Simone’s natural musical talent was obvious from a very young age, as she started playing piano by ear at the age of three in her parents’ church in Tyron, North Carolina. Born Eunice Kathleen Waymon to Mary Kate Irvine, a Methodist minister, and John Divine Waymon, a preacher, on February 21, 1933, she grew up in a heavily musical home where the gospel was preached, and the practicing of nonreligious music such as blues and jazz was frowned upon. By the time she was six years old, she was accompanying church services. 

It was clear that the young girl was brimming with prestigious talent, as she was also able to play almost anything by ear, so she took lessons studying classical music with a local Englishwoman by the name of Muriel Mazzanovich. It was within these lessons that Simone developed a love for many of the classical greats such as Johann Sebastian Bach, Beethoven, and Chopin, which inspired her goal to become the first African-American concert pianist. After graduating valedictorian of her high school class, her community came together to raise money to fund her further musical education at the renowned Julliard School in New York City. She was able to study there for about a year before she ran out of money and decided to apply to the Curtis Institute of Music in Philidelphia, to which she was denied (and later claimed that this was due to her race). 
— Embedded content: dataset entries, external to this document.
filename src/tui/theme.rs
use ratatui::style::Color;

use crate::model::UiConfig;
use crate::model::task::Priority;

/// Parsed color theme for the TUI
#[derive(Debug, Clone)]
pub struct Theme {
    pub background: Color,
    pub text: Color,
    pub text_bright: Color,
    pub highlight: Color,
    pub dim: Color,
    pub red: Color,
    pub yellow: Color,
    pub green: Color,
    pub cyan: Color,
    pub purple: Color,
    pub border: Color,
    pub selection_bg: Color,
    pub status_bg: Color,
    pub search_match_bg: Color,
    pub search_match_fg: Color,
}

impl Default for Theme {
    fn default() -> Self {
        Theme {
            background: Color::Rgb(0x0C, 0x00, 0x1B),
            text: Color::Rgb(0xB0, 0xAA, 0xFF),
            text_bright: Color::Rgb(0xFF, 0xFF, 0xFF),
            highlight: Color::Rgb(0xFB, 0x41, 0x96),
            dim: Color::Rgb(0x7D, 0x78, 0xBF),
            red: Color::Rgb(0xFF, 0x44, 0x44),
            yellow: Color::Rgb(0xFF, 0xD7, 0x00),
            green: Color::Rgb(0x44, 0xFF, 0x88),
            cyan: Color::Rgb(0x44, 0xDD, 0xFF),
            purple: Color::Rgb(0xCC, 0x66, 0xFF),
            border: Color::Rgb(0x44, 0xFF, 0x88),
            selection_bg: Color::Rgb(0x3D, 0x14, 0x38),
            status_bg: Color::Rgb(0x1E, 0x3A, 0x8A),
            search_match_bg: Color::Rgb(0x40, 0xE0, 0xD0),
            search_match_fg: Color::Rgb(0x0C, 0x00, 0x1B),
        }
    }
}

/// Parse a hex color string like "#FF4444" into an RGB Color
fn parse_hex_color(hex: &str) -> Option<Color> {
    let hex = hex.strip_prefix('#')?;
    if hex.len() != 6 || !hex.is_ascii() {
        return None;
    }
    let r = u8::from_str_radix(&hex[0..2], 16).ok()?;
    let g = u8::from_str_radix(&hex[2..4], 16).ok()?;
    let b = u8::from_str_radix(&hex[4..6], 16).ok()?;
    Some(Color::Rgb(r, g, b))
}

impl Theme {
    /// Build a theme from `[ui.colors]`, falling back to defaults.
    /// Unknown slots and unparseable colors are ignored.
    pub fn from_config(ui: &UiConfig) -> Self {
        let mut theme = Theme::default();
        for (key, value) in &ui.colors {
            let Some(color) = parse_hex_color(value) else {
                continue;
            };
            let slot = match key.as_str() {
                "background" => &mut theme.background,
                "text" => &mut theme.text,
                "text_bright" => &mut theme.text_bright,
                "highlight" => &mut theme.highlight,
                "dim" => &mut theme.dim,
                "red" => &mut theme.red,
                "yellow" => &mut theme.yellow,
                "green" => &mut theme.green,
                "cyan" => &mut theme.cyan,
                "purple" => &mut theme.purple,
                "border" => &mut theme.border,
                "selection_bg" => &mut theme.selection_bg,
                "status_bg" => &mut theme.status_bg,
                "search_match_bg" => &mut theme.search_match_bg,
                "search_match_fg" => &mut theme.search_match_fg,
                _ => continue,
            };
            *slot = color;
        }
        theme
    }

    /// Marker color: high red, medium yellow, low green
    pub fn priority_color(&self, priority: Priority) -> Color {
        match priority {
            Priority::High => self.red,
            Priority::Medium => self.yellow,
            Priority::Low => self.green,
        }
    }
}

#[cfg(test)]
mod tests {
    use super::*;

    #[test]
    fn test_parse_hex_color() {
        assert_eq!(parse_hex_color("#1E3A8A"), Some(Color::Rgb(0x1E, 0x3A, 0x8A)));
        assert_eq!(parse_hex_color("1E3A8A"), None);
        assert_eq!(parse_hex_color("#1E3A"), None);
        assert_eq!(parse_hex_color("#GGGGGG"), None);
        assert_eq!(parse_hex_color("#ééé"), None);
    }

    #[test]
    fn test_from_config_overrides() {
        let mut ui = UiConfig::default();
        ui.colors.insert("status_bg".into(), "#000000".into());
        ui.colors.insert("nonsense".into(), "#111111".into());
        ui.colors.insert("red".into(), "crimson".into());

        let theme = Theme::from_config(&ui);
        assert_eq!(theme.status_bg, Color::Rgb(0, 0, 0));
        assert_eq!(theme.red, Theme::default().red);
        assert_eq!(theme.text, Color::Rgb(0xB0, 0xAA, 0xFF));
    }

    #[test]
    fn test_priority_colors() {
        let theme = Theme::default();
        assert_eq!(theme.priority_color(Priority::High), theme.red);
        assert_eq!(theme.priority_color(Priority::Medium), theme.yellow);
        assert_eq!(theme.priority_color(Priority::Low), theme.green);
    }
}
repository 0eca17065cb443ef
pub mod unicode;
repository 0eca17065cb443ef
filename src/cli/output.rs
use serde::Serialize;

use crate::model::task::{Priority, Task, TaskId};
use crate::ops::store::Summary;

// ---------------------------------------------------------------------------
// JSON output structs
// ---------------------------------------------------------------------------

#[derive(Serialize)]
pub struct TaskJson {
    pub id: TaskId,
    pub description: String,
    pub completed: bool,
    pub created_at: String,
    #[serde(skip_serializing_if = "Option::is_none")]
    pub priority: Option<Priority>,
    #[serde(skip_serializing_if = "Option::is_none")]
    pub due_date: Option<String>,
    pub tags: Vec<String>,
}

/// A task as it appears in `list`, with its view row and canonical position
#[derive(Serialize)]
pub struct RowJson {
    pub row: usize,
    pub index: usize,
    #[serde(flatten)]
    pub task: TaskJson,
}

#[derive(Serialize)]
pub struct StatsJson {
    pub total: usize,
    pub completed: usize,
    pub uncompleted: usize,
}

#[derive(Serialize)]
pub struct TagCountJson {
    pub tag: String,
    pub count: usize,
}

// ---------------------------------------------------------------------------
// Conversions
// ---------------------------------------------------------------------------

pub fn task_to_json(task: &Task) -> TaskJson {
    TaskJson {
        id: task.id,
        description: task.description.clone(),
        completed: task.completed,
        created_at: task.created_at.to_rfc3339(),
        priority: task.priority,
        due_date: task.due_date.clone(),
        tags: task.tag_list().to_vec(),
    }
}

pub fn stats_to_json(summary: Summary) -> StatsJson {
    StatsJson {
        total: summary.total,
        completed: summary.completed,
        uncompleted: summary.total - summary.completed,
    }
}

// ---------------------------------------------------------------------------
// Human-readable formatting
// ---------------------------------------------------------------------------

/// `[✓] ` or `[ ] `
pub fn checkbox(task: &Task) -> &'static str {
    if task.completed { "[✓] " } else { "[ ] " }
}

/// Everything after the description: priority marker, due date, tags
pub fn task_suffix(task: &Task) -> String {
    let mut out = String::new();
    if let Some(p) = task.priority {
        out.push(' ');
        out.push_str(p.marker());
    }
    if let Some(due) = &task.due_date {
        out.push_str(&format!(" (due: {})", due));
    }
    for tag in task.tag_list() {
        out.push_str(&format!(" #{}", tag));
    }
    out
}

/// Format a single task as a one-line summary
pub fn format_task_line(task: &Task) -> String {
    format!("{}{}{}", checkbox(task), task.description, task_suffix(task))
}

/// Format detailed task view
pub fn format_task_detail(task: &Task) -> Vec<String> {
    let mut lines = vec![
        format_task_line(task),
        format!("  id: {}", task.id),
        format!("  created: {}", task.created_at.format("%Y-%m-%d %H:%M UTC")),
        format!(
            "  priority: {}",
            task.priority.map_or("none", Priority::as_str)
        ),
    ];
    if let Some(due) = &task.due_date {
        lines.push(format!("  due: {}", due));
    }
    if !task.tag_list().is_empty() {
        lines.push(format!("  tags: {}", task.tag_list().join(", ")));
    }
    lines
}

#[cfg(test)]
mod tests {
    use super::*;
    use chrono::{TimeZone, Utc};

    fn sample() -> Task {
        let ts = Utc.with_ymd_and_hms(2024, 3, 9, 14, 30, 0).unwrap();
        let mut task = Task::new(7, "file taxes".into(), ts);
        task.priority = Some(Priority::High);
        task.due_date = Some("2024-04-15".into());
        task.tags = Some(vec!["money".into(), "home".into()]);
        task
    }

    #[test]
    fn line_shows_all_metadata() {
        assert_eq!(
            format_task_line(&sample()),
            "[ ] file taxes (HIGH) (due: 2024-04-15) #money #home"
        );
    }

    #[test]
    fn line_for_bare_completed_task() {
        let mut task = sample();
        task.completed = true;
        task.priority = None;
        task.due_date = None;
        task.tags = Some(Vec::new());
        assert_eq!(format_task_line(&task), "[✓] file taxes");
    }

    #[test]
    fn detail_lines() {
        insta::assert_snapshot!(format_task_detail(&sample()).join("\n"), @r"
        [ ] file taxes (HIGH) (due: 2024-04-15) #money #home
          id: 7
          created: 2024-03-09 14:30 UTC
          priority: high
          due: 2024-04-15
          tags: money, home
        ");
    }

    #[test]
    fn json_always_lists_tags() {
        let mut task = sample();
        task.tags = None;
        task.priority = None;
        let value = serde_json::to_value(task_to_json(&task)).unwrap();
        assert_eq!(value["tags"], serde_json::json!([]));
        assert!(value.get("priority").is_none());
        assert_eq!(value["created_at"], "2024-03-09T14:30:00+00:00");
    }
}
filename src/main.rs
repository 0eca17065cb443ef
use clap::Parser;
use taskterm::cli::commands::Cli;
use taskterm::cli::handlers;

fn main() {
    let cli = Cli::parse();

    match cli.command {
        None => {
            // No subcommand → launch TUI
            if let Err(e) = taskterm::tui::run(cli.file.as_deref()) {
                eprintln!("error: {}", e);
                std::process::exit(1);
            }
        }
        Some(_) => {
            if let Err(e) = handlers::dispatch(cli) {
                eprintln!("error: {}", e);
                std::process::exit(1);
            }
        }
    }
}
Left with no other options, Simone turned to performing at a local bar in Atlantic City, New Jersey called the Midtown Bar & Grill to make a living. It was in this environment that she was forced to use her singing voice, as the owner refused to hire her unless she accompanied her playing with singing. She adopted the stage name “Nina” meaning “little one” in Spanish and “Simone” after the actress Simone Signoret to avoid detection from her family. She soon gained popularity and caught the attention of Bethlehem Records, where she signed a contract and released her debut album Little Girl Blue in 1959 at the age of twenty-four. She released well-known recordings of “I Loves You Porgy,” which became a Top 20 pop hit, and “My Baby Just Cares For Me,” a plucky and sweet song that showcases Simone’s vocal and musical range (and a personal favorite of mine), during this year as well. 

After Bethlehem, she signed a contract at Colpix Records in 1959, where she released a plethora of studio and live albums including The Amazing Nina Simone (1959), Nina at the Village Gate (1962), and Forbidden Fruit (1961). A song that stands out through this era of her career is “Work Song,” a spunky jazz number that punches through the audience’s eardrums delightfully with it’s featuring of a lively horn section.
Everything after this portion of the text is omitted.